= WHAT TO DO =
In the data below, which lines hold the word "first"? Copy them.

= DATA TO EXAMINE =

..............................

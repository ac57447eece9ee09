//! GPU textures and the name-keyed texture library.
//!
//! Textures live in a generational slot map. Names (file stems, matched
//! against material names) point at slots. When a reload cannot reuse the
//! existing texture, the slot is released and every name is repointed at
//! the replacement, so an old [`TextureId`] resolves to nothing instead of a
//! destroyed texture.

use std::collections::HashMap;
use std::path::{Path, PathBuf};

use asset::texture::{TextureData, TextureImage, library_key};
use slotmap::{SlotMap, new_key_type};
use wgpu::{
    AddressMode, BindGroup, BindGroupLayout, Device, Extent3d, FilterMode, Queue, Sampler,
    TextureDescriptor, TextureDimension, TextureFormat, TextureUsages,
};

use crate::mesh::Replacement;

new_key_type! {
    pub struct TextureId;
}

/// Name-keyed store with generational handles.
pub struct Library<T> {
    slots: SlotMap<TextureId, T>,
    names: HashMap<String, TextureId>,
}

pub type TextureLibrary = Library<GpuTexture>;

impl<T> Library<T> {
    pub fn new() -> Self {
        Self {
            slots: SlotMap::with_key(),
            names: HashMap::new(),
        }
    }

    /// Register `value` under `name`. A colliding name is overwritten (last
    /// write wins); the displaced entry is released once no name refers to it.
    pub fn insert(&mut self, name: impl Into<String>, value: T) -> TextureId {
        let id = self.slots.insert(value);
        if let Some(old) = self.names.insert(name.into(), id) {
            self.release_if_orphaned(old);
        }
        id
    }

    #[inline]
    pub fn get(&self, id: TextureId) -> Option<&T> {
        self.slots.get(id)
    }

    #[inline]
    pub fn id_of(&self, name: &str) -> Option<TextureId> {
        self.names.get(name).copied()
    }

    #[inline]
    pub fn lookup(&self, name: &str) -> Option<&T> {
        self.id_of(name).and_then(|id| self.slots.get(id))
    }

    /// Release the slot behind `id` and store `value` in a fresh one. All
    /// names that pointed at `id` now point at the new handle.
    pub fn replace(&mut self, id: TextureId, value: T) -> Option<TextureId> {
        self.slots.remove(id)?;
        let fresh = self.slots.insert(value);
        for slot in self.names.values_mut().filter(|slot| **slot == id) {
            *slot = fresh;
        }
        Some(fresh)
    }

    #[inline]
    pub fn len(&self) -> usize {
        self.slots.len()
    }

    #[inline]
    pub fn is_empty(&self) -> bool {
        self.slots.is_empty()
    }

    fn release_if_orphaned(&mut self, id: TextureId) {
        if !self.names.values().any(|&other| other == id) {
            self.slots.remove(id);
        }
    }
}

impl<T> Default for Library<T> {
    fn default() -> Self {
        Self::new()
    }
}

/// An uploaded 2D texture plus the bind group the static shader samples.
pub struct GpuTexture {
    texture: wgpu::Texture,
    bind_group: BindGroup,
    width: u32,
    height: u32,
    mip_levels: u32,
    source: PathBuf,
}

impl GpuTexture {
    #[inline]
    pub fn bind_group(&self) -> &BindGroup {
        &self.bind_group
    }

    /// Same extent and mip chain length, so the texture can be rewritten.
    pub fn can_reuse_for(&self, image: &TextureImage) -> bool {
        let base = image.base();
        base.width == self.width
            && base.height == self.height
            && image.mip_level_count() == self.mip_levels
    }
}

impl Drop for GpuTexture {
    fn drop(&mut self) {
        self.texture.destroy();
    }
}

/// Creates and rewrites [`GpuTexture`]s: repeat wrap, trilinear filtering,
/// sRGB RGBA8 with a full mip chain.
pub struct TextureUploader {
    layout: BindGroupLayout,
    sampler: Sampler,
}

pub const TEXTURE_FORMAT: TextureFormat = TextureFormat::Rgba8UnormSrgb;

impl TextureUploader {
    pub fn new(device: &Device) -> Self {
        let layout = device.create_bind_group_layout(&wgpu::BindGroupLayoutDescriptor {
            label: Some("Albedo BGL"),
            entries: &[
                wgpu::BindGroupLayoutEntry {
                    binding: 0,
                    visibility: wgpu::ShaderStages::FRAGMENT,
                    ty: wgpu::BindingType::Texture {
                        sample_type: wgpu::TextureSampleType::Float { filterable: true },
                        view_dimension: wgpu::TextureViewDimension::D2,
                        multisampled: false,
                    },
                    count: None,
                },
                wgpu::BindGroupLayoutEntry {
                    binding: 1,
                    visibility: wgpu::ShaderStages::FRAGMENT,
                    ty: wgpu::BindingType::Sampler(wgpu::SamplerBindingType::Filtering),
                    count: None,
                },
            ],
        });
        let sampler = device.create_sampler(&wgpu::SamplerDescriptor {
            label: Some("Albedo Sampler"),
            address_mode_u: AddressMode::Repeat,
            address_mode_v: AddressMode::Repeat,
            address_mode_w: AddressMode::Repeat,
            mag_filter: FilterMode::Linear,
            min_filter: FilterMode::Linear,
            mipmap_filter: FilterMode::Linear,
            ..Default::default()
        });
        Self { layout, sampler }
    }

    #[inline]
    pub fn layout(&self) -> &BindGroupLayout {
        &self.layout
    }

    /// Decode `path` and upload it. When a library is given, the texture is
    /// registered under the file stem.
    pub fn load(
        &self,
        device: &Device,
        queue: &Queue,
        path: impl AsRef<Path>,
        library: Option<&mut TextureLibrary>,
    ) -> anyhow::Result<Option<TextureId>> {
        let path = path.as_ref();
        let image = TextureImage::load(path)?;
        let texture = self.create(device, queue, &image, path);
        log::info!(
            "Loaded texture {} ({}x{}, {} mips)",
            path.display(),
            texture.width,
            texture.height,
            texture.mip_levels
        );
        Ok(library.map(|lib| lib.insert(library_key(path), texture)))
    }

    pub fn create(
        &self,
        device: &Device,
        queue: &Queue,
        image: &TextureImage,
        source: &Path,
    ) -> GpuTexture {
        let base = image.base();
        let label = source.display().to_string();
        let texture = device.create_texture(&TextureDescriptor {
            label: Some(&label),
            size: extent(base),
            mip_level_count: image.mip_level_count(),
            sample_count: 1,
            dimension: TextureDimension::D2,
            format: TEXTURE_FORMAT,
            usage: TextureUsages::TEXTURE_BINDING | TextureUsages::COPY_DST,
            view_formats: &[],
        });
        write_levels(queue, &texture, image);

        let view = texture.create_view(&Default::default());
        let bind_group = device.create_bind_group(&wgpu::BindGroupDescriptor {
            label: Some(&label),
            layout: &self.layout,
            entries: &[
                wgpu::BindGroupEntry {
                    binding: 0,
                    resource: wgpu::BindingResource::TextureView(&view),
                },
                wgpu::BindGroupEntry {
                    binding: 1,
                    resource: wgpu::BindingResource::Sampler(&self.sampler),
                },
            ],
        });

        GpuTexture {
            texture,
            bind_group,
            width: base.width,
            height: base.height,
            mip_levels: image.mip_level_count(),
            source: source.to_path_buf(),
        }
    }

    /// Apply a reloaded image to the texture registered as `name`. Reuses the
    /// texture when the extent matches, otherwise recreates it and repoints
    /// the library. `None` if no such name is registered.
    pub fn replace_in_library(
        &self,
        device: &Device,
        queue: &Queue,
        library: &mut TextureLibrary,
        name: &str,
        image: &TextureImage,
    ) -> Option<Replacement> {
        let id = library.id_of(name)?;
        let current = library.get(id)?;

        if current.can_reuse_for(image) {
            write_levels(queue, &current.texture, image);
            return Some(Replacement::InPlace);
        }

        let source = current.source.clone();
        let fresh = self.create(device, queue, image, &source);
        library.replace(id, fresh)?;
        Some(Replacement::Reallocated)
    }
}

fn extent(level: &TextureData) -> Extent3d {
    Extent3d {
        width: level.width,
        height: level.height,
        depth_or_array_layers: 1,
    }
}

fn write_levels(queue: &Queue, texture: &wgpu::Texture, image: &TextureImage) {
    for (mip, level) in image.levels.iter().enumerate() {
        queue.write_texture(
            wgpu::TexelCopyTextureInfo {
                texture,
                mip_level: mip as u32,
                origin: wgpu::Origin3d::ZERO,
                aspect: wgpu::TextureAspect::All,
            },
            &level.data,
            wgpu::TexelCopyBufferLayout {
                offset: 0,
                bytes_per_row: Some(level.bytes_per_row()),
                rows_per_image: Some(level.height),
            },
            extent(level),
        );
    }
}

#[cfg(test)]
mod tests {
    use super::*;

    #[test]
    fn lookup_by_name_and_last_write_wins() {
        let mut lib: Library<&str> = Library::new();
        let first = lib.insert("wall_stone", "a");
        assert_eq!(lib.lookup("wall_stone"), Some(&"a"));

        let second = lib.insert("wall_stone", "b");
        assert_eq!(lib.lookup("wall_stone"), Some(&"b"));
        // The overwritten entry had no other name and was released.
        assert_eq!(lib.get(first), None);
        assert_eq!(lib.get(second), Some(&"b"));
        assert_eq!(lib.len(), 1);
        assert_eq!(lib.lookup("roof_wood"), None);
    }

    #[test]
    fn replaced_handles_go_stale() {
        let mut lib: Library<u32> = Library::new();
        let old = lib.insert("floor_tiled", 1);
        let fresh = lib.replace(old, 2).unwrap();

        assert_ne!(old, fresh);
        assert_eq!(lib.get(old), None);
        assert_eq!(lib.get(fresh), Some(&2));
        assert_eq!(lib.id_of("floor_tiled"), Some(fresh));
        assert_eq!(lib.len(), 1);

        // Replacing through a stale handle is refused.
        assert_eq!(lib.replace(old, 3), None);
        assert_eq!(lib.lookup("floor_tiled"), Some(&2));
    }

    #[test]
    fn replace_repoints_every_alias() {
        let mut lib: Library<char> = Library::new();
        let id = lib.insert("wall_plain", 'x');
        lib.names.insert("wall_alias".into(), id);

        let fresh = lib.replace(id, 'y').unwrap();
        assert_eq!(lib.id_of("wall_plain"), Some(fresh));
        assert_eq!(lib.id_of("wall_alias"), Some(fresh));

        // Overwriting one alias keeps the shared slot alive for the other.
        lib.insert("wall_alias", 'z');
        assert_eq!(lib.get(fresh), Some(&'y'));
        assert_eq!(lib.lookup("wall_alias"), Some(&'z'));
        assert_eq!(lib.len(), 2);
    }
}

..............................

= TASK RESPONSE =
        let first = lib.insert("wall_stone", "a");
        assert_eq!(lib.get(first), None);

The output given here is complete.